YOUR INSTRUCTIONS :: Check every line of the entries below for the word "cannot", then give only the number of lines that have it.

TASK INPUT ::
Segment Open

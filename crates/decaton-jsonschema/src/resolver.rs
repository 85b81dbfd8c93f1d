// crates/decaton-jsonschema/src/resolver.rs
// ============================================================================
// Module: Property-Type Resolver
// Description: Recovers the value type of every registry entry.
// Purpose: Produce a complete name-to-type map before any schema is assembled.
// Dependencies: decaton-processor-properties
// ============================================================================

//! ## Overview
//! A single-argument declared type (`PropertyDefinition<T>`) resolves to `T`.
//! A declared type without arguments resolves to the entry's runtime type.
//! Anything else fails the whole run: a schema that silently drops a property
//! under-validates.

// ============================================================================
// SECTION: Imports
// ============================================================================

use std::collections::BTreeMap;

use decaton_processor_properties::PropertyEntry;
use decaton_processor_properties::PropertyRegistry;
use decaton_processor_properties::ValueType;

use crate::SchemaError;

// ============================================================================
// SECTION: Resolved Types
// ============================================================================

/// Mapping from property name to resolved value type.
///
/// # Invariants
/// - When produced by [`resolve_types`], holds exactly one entry per registry entry.
#[derive(Debug, Clone, Default, PartialEq, Eq)]
pub struct ResolvedTypeMap {
    /// Resolved types keyed by property name.
    types: BTreeMap<String, ValueType>,
}

impl ResolvedTypeMap {
    /// Returns the resolved type of a property.
    #[must_use]
    pub fn get(&self, name: &str) -> Option<&ValueType> {
        self.types.get(name)
    }

    /// Returns the number of resolved properties.
    #[must_use]
    pub fn len(&self) -> usize {
        self.types.len()
    }

    /// Returns true when no property was resolved.
    #[must_use]
    pub fn is_empty(&self) -> bool {
        self.types.is_empty()
    }
}

// ============================================================================
// SECTION: Resolution
// ============================================================================

/// Resolves the value type of every entry in the registry.
///
/// # Errors
///
/// Returns [`SchemaError`] when any entry cannot be resolved or a name repeats.
pub fn resolve_types(registry: &PropertyRegistry) -> Result<ResolvedTypeMap, SchemaError> {
    let mut types = BTreeMap::new();
    for entry in registry.entries() {
        let value_type = resolve_entry(entry)?;
        if types.insert(entry.name().to_string(), value_type).is_some() {
            return Err(SchemaError::Configuration(format!(
                "duplicate property name: {}",
                entry.name()
            )));
        }
    }
    Ok(ResolvedTypeMap {
        types,
    })
}

/// Resolves the value type of a single entry.
///
/// # Errors
///
/// Returns [`SchemaError::UnsupportedType`] for multi-argument declared types
/// and [`SchemaError::UnresolvedType`] when the runtime type is erased.
pub fn resolve_entry(entry: &PropertyEntry) -> Result<ValueType, SchemaError> {
    match entry.declared().arguments() {
        [value_type] => Ok(value_type.clone()),
        [] => entry
            .runtime_type()
            .cloned()
            .ok_or_else(|| SchemaError::UnresolvedType(entry.name().to_string())),
        _ => Err(SchemaError::UnsupportedType {
            property: entry.name().to_string(),
            declared: entry.declared().to_string(),
        }),
    }
}

// ============================================================================
// SECTION: Tests
// ============================================================================
// crates/decaton-jsonschema/src/validate.rs
// ============================================================================
// Module: Schema Set Validation
// Description: Validates a document against every generated schema in a directory.
// Purpose: Check configuration documents against all bundled drafts at once.
// Dependencies: cap-std, jsonschema, serde_json
// ============================================================================

//! ## Overview
//! Every `decaton-processor-properties-schema-*.json` file in the directory is
//! checked against its own draft's meta-schema, compiled with the draft named
//! by its `$schema`, and run against the instance. A schema that fails to
//! compile is reported like a failed validation so one broken file does not
//! hide the results of the others.

// ============================================================================
// SECTION: Imports
// ============================================================================

use std::path::Path;

use jsonschema::Validator;
use serde_json::Value;

use crate::SchemaError;
use crate::builder::collect_schema_files;
use crate::builder::open_output_dir;

// ============================================================================
// SECTION: Results
// ============================================================================

/// Outcome of validating one document against one schema file.
#[derive(Debug, Clone, PartialEq, Eq)]
pub struct SchemaCheck {
    /// Schema file name.
    pub file_name: String,
    /// Validation or compilation messages; empty on success.
    pub errors: Vec<String>,
}

impl SchemaCheck {
    /// Returns true when the document passed.
    #[must_use]
    pub fn is_ok(&self) -> bool {
        self.errors.is_empty()
    }
}

// ============================================================================
// SECTION: Validation
// ============================================================================

/// Compiles a schema after checking it against its meta-schema.
///
/// # Errors
///
/// Returns [`SchemaError::Validation`] when the schema is not a valid schema
/// of its declared draft or fails to compile.
pub fn compile_schema(schema: &Value) -> Result<Validator, SchemaError> {
    jsonschema::meta::validate(schema)
        .map_err(|err| SchemaError::Validation(format!("invalid schema: {err}")))?;
    jsonschema::validator_for(schema)
        .map_err(|err| SchemaError::Validation(format!("schema compilation failed: {err}")))
}

/// Returns every validation error message for an instance.
#[must_use]
pub fn validation_errors(validator: &Validator, instance: &Value) -> Vec<String> {
    validator.iter_errors(instance).map(|err| err.to_string()).collect()
}

/// Validates an instance against every generated schema in a directory.
///
/// # Errors
///
/// Returns [`SchemaError`] when the directory cannot be read, holds no
/// schemas, or a schema file is not JSON.
pub fn validate_against_all(
    schema_dir: &Path,
    instance: &Value,
) -> Result<Vec<SchemaCheck>, SchemaError> {
    let dir = open_output_dir(schema_dir, false)?;
    let file_names = collect_schema_files(&dir)?;
    if file_names.is_empty() {
        return Err(SchemaError::Validation(format!(
            "no schemas found in {}",
            schema_dir.display()
        )));
    }
    let mut checks = Vec::with_capacity(file_names.len());
    for file_name in file_names {
        let bytes = dir.read(&file_name).map_err(|err| SchemaError::Io(err.to_string()))?;
        let schema: Value = serde_json::from_slice(&bytes)
            .map_err(|err| SchemaError::Serialization(format!("{file_name}: {err}")))?;
        let errors = match compile_schema(&schema) {
            Ok(validator) => validation_errors(&validator, instance),
            Err(err) => vec![err.to_string()],
        };
        checks.push(SchemaCheck {
            file_name,
            errors,
        });
    }
    Ok(checks)
}
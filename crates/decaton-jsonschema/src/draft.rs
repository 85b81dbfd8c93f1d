// crates/decaton-jsonschema/src/draft.rs
// ============================================================================
// Module: Schema Drafts
// Description: Target JSON Schema drafts and additional-properties policies.
// Purpose: Name every (draft, policy) combination and its output file.
// Dependencies: std
// ============================================================================

//! ## Overview
//! Output files are named
//! `decaton-processor-properties-schema-<draft token>[-allow-additional-properties].json`.

// ============================================================================
// SECTION: Drafts
// ============================================================================

/// Prefix shared by every generated schema file name.
pub const SCHEMA_FILE_PREFIX: &str = "decaton-processor-properties-schema-";

/// File extension of generated schemas.
pub const SCHEMA_FILE_EXTENSION: &str = ".json";

/// Supported JSON Schema drafts.
#[derive(Debug, Clone, Copy, PartialEq, Eq, PartialOrd, Ord, Hash)]
pub enum SchemaDraft {
    /// Draft 6.
    Draft6,
    /// Draft 7.
    Draft7,
    /// Draft 2019-09.
    Draft201909,
    /// Draft 2020-12.
    Draft202012,
}

impl SchemaDraft {
    /// Every supported draft, in output order.
    pub const ALL: [Self; 4] = [Self::Draft6, Self::Draft7, Self::Draft201909, Self::Draft202012];

    /// Returns the canonical meta-schema identifier.
    #[must_use]
    pub const fn identifier(self) -> &'static str {
        match self {
            Self::Draft6 => "http://json-schema.org/draft-06/schema#",
            Self::Draft7 => "http://json-schema.org/draft-07/schema#",
            Self::Draft201909 => "https://json-schema.org/draft/2019-09/schema",
            Self::Draft202012 => "https://json-schema.org/draft/2020-12/schema",
        }
    }

    /// Returns the lower-case token used in file names.
    #[must_use]
    pub const fn token(self) -> &'static str {
        match self {
            Self::Draft6 => "draft_6",
            Self::Draft7 => "draft_7",
            Self::Draft201909 => "draft_2019_09",
            Self::Draft202012 => "draft_2020_12",
        }
    }
}

// ============================================================================
// SECTION: Policies
// ============================================================================

/// Whether instances may carry keys not listed in `properties`.
#[derive(Debug, Clone, Copy, PartialEq, Eq, PartialOrd, Ord, Hash)]
pub enum AdditionalProperties {
    /// Unknown keys are rejected.
    Disallowed,
    /// Unknown keys are accepted.
    Allowed,
}

impl AdditionalProperties {
    /// Every policy, in output order.
    pub const ALL: [Self; 2] = [Self::Disallowed, Self::Allowed];

    /// Returns the `additionalProperties` flag value.
    #[must_use]
    pub const fn allows(self) -> bool {
        matches!(self, Self::Allowed)
    }

    /// Returns the file name suffix for this policy.
    #[must_use]
    pub const fn file_suffix(self) -> &'static str {
        match self {
            Self::Disallowed => "",
            Self::Allowed => "-allow-additional-properties",
        }
    }
}

/// Returns the output file name for a combination.
#[must_use]
pub fn schema_file_name(draft: SchemaDraft, policy: AdditionalProperties) -> String {
    format!("{SCHEMA_FILE_PREFIX}{}{}{SCHEMA_FILE_EXTENSION}", draft.token(), policy.file_suffix())
}

/// Returns true when a file name belongs to the generated schema set.
#[must_use]
pub fn is_schema_file_name(name: &str) -> bool {
    name.starts_with(SCHEMA_FILE_PREFIX) && name.ends_with(SCHEMA_FILE_EXTENSION)
}

#[cfg(test)]
mod tests {
    use super::AdditionalProperties;
    use super::SchemaDraft;
    use super::is_schema_file_name;
    use super::schema_file_name;

    #[test]
    fn file_names_follow_draft_tokens() {
        assert_eq!(
            schema_file_name(SchemaDraft::Draft202012, AdditionalProperties::Disallowed),
            "decaton-processor-properties-schema-draft_2020_12.json"
        );
        assert_eq!(
            schema_file_name(SchemaDraft::Draft6, AdditionalProperties::Allowed),
            "decaton-processor-properties-schema-draft_6-allow-additional-properties.json"
        );
    }

    #[test]
    fn schema_file_names_are_recognized() {
        assert!(is_schema_file_name("decaton-processor-properties-schema-draft_4.json"));
        assert!(!is_schema_file_name("decaton-processor-properties-example.json"));
    }
}
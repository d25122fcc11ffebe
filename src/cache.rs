//! Selection-Driven Active Cache
//!
//! [`ActiveCache`] owns two views of the same keyed items:
//!
//! - the **full item set**, every known item, unbounded;
//! - the **materialized subset**, the items currently kept live, bounded by
//!   an optional limit and tagged with the age at which each was last
//!   selected.
//!
//! # Event Handling
//!
//! | Event | Full item set | Materialized subset |
//! |-------|---------------|---------------------|
//! | bulk insert ([`insert_batch`]) | union, existing keys win | untouched |
//! | bulk delete ([`remove`], [`retain`]) | keys removed | untouched |
//! | update ([`update`], [`update_all`]) | value changed | value changed |
//! | selection ([`select`]) | read | bounded insert |
//!
//! A selection bumps the age counter, resolves its key against the full item
//! set with [`find_nearest`], and materializes the match with the new age,
//! evicting the oldest entry if the limit is reached. Deleted items may stay
//! materialized until evicted; selections always resolve against the current
//! full item set, never against stale materialized entries.
//!
//! [`insert_batch`]: ActiveCache::insert_batch
//! [`remove`]: ActiveCache::remove
//! [`retain`]: ActiveCache::retain
//! [`update`]: ActiveCache::update
//! [`update_all`]: ActiveCache::update_all
//! [`select`]: ActiveCache::select
//!
//! # Thread Safety
//!
//! This implementation is not thread-safe. Every operation takes `&mut self`
//! and completes synchronously, so each event is applied atomically.

extern crate alloc;

use crate::age::{Age, AgeCounter};
use crate::bounded::{bounded_insert, truncate_to_limit, ActiveMap, Iter};
use crate::config::ActiveCacheConfig;
use crate::error::ConfigError;
use crate::metrics::{ActiveCacheMetrics, CacheMetrics};
use crate::nearest::{find_nearest, MatchKind};
use crate::ordered::OrderedMap;
use alloc::collections::btree_map;
use alloc::collections::BTreeMap;
use alloc::string::String;
use core::borrow::Borrow;
use core::fmt;
use core::num::NonZeroUsize;

/// Outcome of a successful [`ActiveCache::select`].
#[derive(Debug, Clone, PartialEq, Eq)]
pub struct Selected<K, V> {
    /// Key the selection resolved to.
    pub key: K,
    /// How the selection key was resolved.
    pub kind: MatchKind,
    /// Age assigned to the materialized entry.
    pub age: Age,
    /// `true` if the key was already materialized before this selection.
    pub refreshed: bool,
    /// Entry evicted to respect the limit, if any.
    pub evicted: Option<(K, V)>,
}

/// A bounded, key-ordered cache of materialized items driven by selections.
///
/// # Examples
///
/// ```
/// use active_cache::ActiveCache;
/// use core::num::NonZeroUsize;
///
/// let mut cache = ActiveCache::new(NonZeroUsize::new(2));
/// cache.insert_batch([(1, "a"), (2, "b"), (3, "c")]);
///
/// cache.select(&1);
/// cache.select(&2);
/// let selected = cache.select(&3).unwrap();
///
/// // Key 1 was selected longest ago
/// assert_eq!(selected.evicted, Some((1, "a")));
/// assert_eq!(cache.active().map(|(k, _)| *k).collect::<Vec<_>>(), vec![2, 3]);
/// ```
pub struct ActiveCache<K, V> {
    config: ActiveCacheConfig,
    items: OrderedMap<K, V>,
    active: ActiveMap<K, V>,
    clock: AgeCounter,
    selected: Option<K>,
    items_revision: u64,
    active_revision: u64,
    metrics: ActiveCacheMetrics,
}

Segment Closed

SOLUTION TO THIS EXERCISE :: 2